Collected data
☆ ☆ ☆ ☆

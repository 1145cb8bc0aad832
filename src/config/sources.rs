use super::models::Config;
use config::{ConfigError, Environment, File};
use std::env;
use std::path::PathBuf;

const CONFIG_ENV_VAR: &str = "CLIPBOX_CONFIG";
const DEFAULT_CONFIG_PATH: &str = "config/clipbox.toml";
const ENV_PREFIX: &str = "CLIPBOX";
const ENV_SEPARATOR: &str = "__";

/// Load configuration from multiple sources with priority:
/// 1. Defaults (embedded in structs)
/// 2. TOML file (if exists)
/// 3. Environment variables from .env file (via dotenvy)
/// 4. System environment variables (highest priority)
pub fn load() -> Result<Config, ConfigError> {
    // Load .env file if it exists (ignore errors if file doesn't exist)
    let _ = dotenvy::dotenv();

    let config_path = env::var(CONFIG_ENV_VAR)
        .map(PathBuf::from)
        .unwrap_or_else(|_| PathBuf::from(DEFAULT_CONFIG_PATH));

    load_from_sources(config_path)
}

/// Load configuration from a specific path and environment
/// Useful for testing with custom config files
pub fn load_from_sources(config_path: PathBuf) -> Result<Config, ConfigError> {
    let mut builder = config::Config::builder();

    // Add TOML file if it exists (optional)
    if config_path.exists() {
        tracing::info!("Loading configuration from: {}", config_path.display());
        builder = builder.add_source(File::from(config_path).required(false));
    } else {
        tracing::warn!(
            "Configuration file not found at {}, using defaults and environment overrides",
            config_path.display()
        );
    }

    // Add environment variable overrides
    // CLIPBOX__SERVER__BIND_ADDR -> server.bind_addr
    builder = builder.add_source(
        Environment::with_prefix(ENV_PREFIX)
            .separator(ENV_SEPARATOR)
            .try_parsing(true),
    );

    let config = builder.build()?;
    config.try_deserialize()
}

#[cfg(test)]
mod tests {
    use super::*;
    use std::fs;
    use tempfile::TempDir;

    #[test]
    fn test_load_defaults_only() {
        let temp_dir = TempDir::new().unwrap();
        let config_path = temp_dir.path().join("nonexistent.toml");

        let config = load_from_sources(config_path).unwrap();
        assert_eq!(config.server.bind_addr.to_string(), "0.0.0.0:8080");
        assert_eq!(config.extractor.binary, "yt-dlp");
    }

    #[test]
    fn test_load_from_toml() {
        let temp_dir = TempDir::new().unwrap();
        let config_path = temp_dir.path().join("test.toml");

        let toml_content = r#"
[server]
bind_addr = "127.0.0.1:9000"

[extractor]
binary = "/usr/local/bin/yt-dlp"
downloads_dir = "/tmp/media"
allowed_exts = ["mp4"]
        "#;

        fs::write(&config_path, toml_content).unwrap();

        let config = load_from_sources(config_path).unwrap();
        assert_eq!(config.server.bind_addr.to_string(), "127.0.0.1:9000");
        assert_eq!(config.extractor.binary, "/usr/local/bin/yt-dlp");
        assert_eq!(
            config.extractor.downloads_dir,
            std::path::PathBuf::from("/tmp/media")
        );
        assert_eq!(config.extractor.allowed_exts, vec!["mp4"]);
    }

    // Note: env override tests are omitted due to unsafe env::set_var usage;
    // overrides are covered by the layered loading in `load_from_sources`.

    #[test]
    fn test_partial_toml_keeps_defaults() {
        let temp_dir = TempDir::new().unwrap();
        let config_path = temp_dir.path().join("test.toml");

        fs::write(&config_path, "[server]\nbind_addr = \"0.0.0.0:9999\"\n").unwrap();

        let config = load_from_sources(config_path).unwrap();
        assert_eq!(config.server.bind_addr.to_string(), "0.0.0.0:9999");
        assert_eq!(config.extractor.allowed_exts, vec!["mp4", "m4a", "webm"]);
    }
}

☆ ☆ ☆ ☆

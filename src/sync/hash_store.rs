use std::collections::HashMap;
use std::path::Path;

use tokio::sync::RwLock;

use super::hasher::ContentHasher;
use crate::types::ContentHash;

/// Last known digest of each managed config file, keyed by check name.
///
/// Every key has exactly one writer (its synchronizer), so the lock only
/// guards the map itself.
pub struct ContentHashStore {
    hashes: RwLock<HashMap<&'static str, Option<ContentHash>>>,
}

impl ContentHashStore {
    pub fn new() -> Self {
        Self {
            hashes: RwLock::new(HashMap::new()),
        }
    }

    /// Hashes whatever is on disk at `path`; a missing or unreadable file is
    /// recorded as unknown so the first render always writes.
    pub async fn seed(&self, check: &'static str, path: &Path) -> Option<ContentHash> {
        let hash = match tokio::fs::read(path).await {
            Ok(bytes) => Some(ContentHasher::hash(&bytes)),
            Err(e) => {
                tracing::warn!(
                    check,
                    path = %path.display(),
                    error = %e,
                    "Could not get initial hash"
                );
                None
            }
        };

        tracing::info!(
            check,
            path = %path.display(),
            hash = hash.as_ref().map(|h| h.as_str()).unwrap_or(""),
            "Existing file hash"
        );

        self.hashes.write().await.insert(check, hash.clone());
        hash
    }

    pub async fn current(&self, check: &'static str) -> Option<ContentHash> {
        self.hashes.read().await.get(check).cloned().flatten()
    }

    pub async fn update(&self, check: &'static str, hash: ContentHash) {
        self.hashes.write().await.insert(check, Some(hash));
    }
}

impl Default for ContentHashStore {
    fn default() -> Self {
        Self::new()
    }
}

☆ ☆ ☆ ☆

What you need to do
What you give back must be the stretch above, starting at the line with "filename src/config/sources.rs" and ending at the line with "file (if exists)", copied exactly.

Written answer
filename src/config/sources.rs
use super::models::Config;
use config::{ConfigError, Environment, File};
use std::env;
use std::path::PathBuf;

const CONFIG_ENV_VAR: &str = "CLIPBOX_CONFIG";
const DEFAULT_CONFIG_PATH: &str = "config/clipbox.toml";
const ENV_PREFIX: &str = "CLIPBOX";
const ENV_SEPARATOR: &str = "__";

/// Load configuration from multiple sources with priority:
/// 1. Defaults (embedded in structs)
/// 2. TOML file (if exists)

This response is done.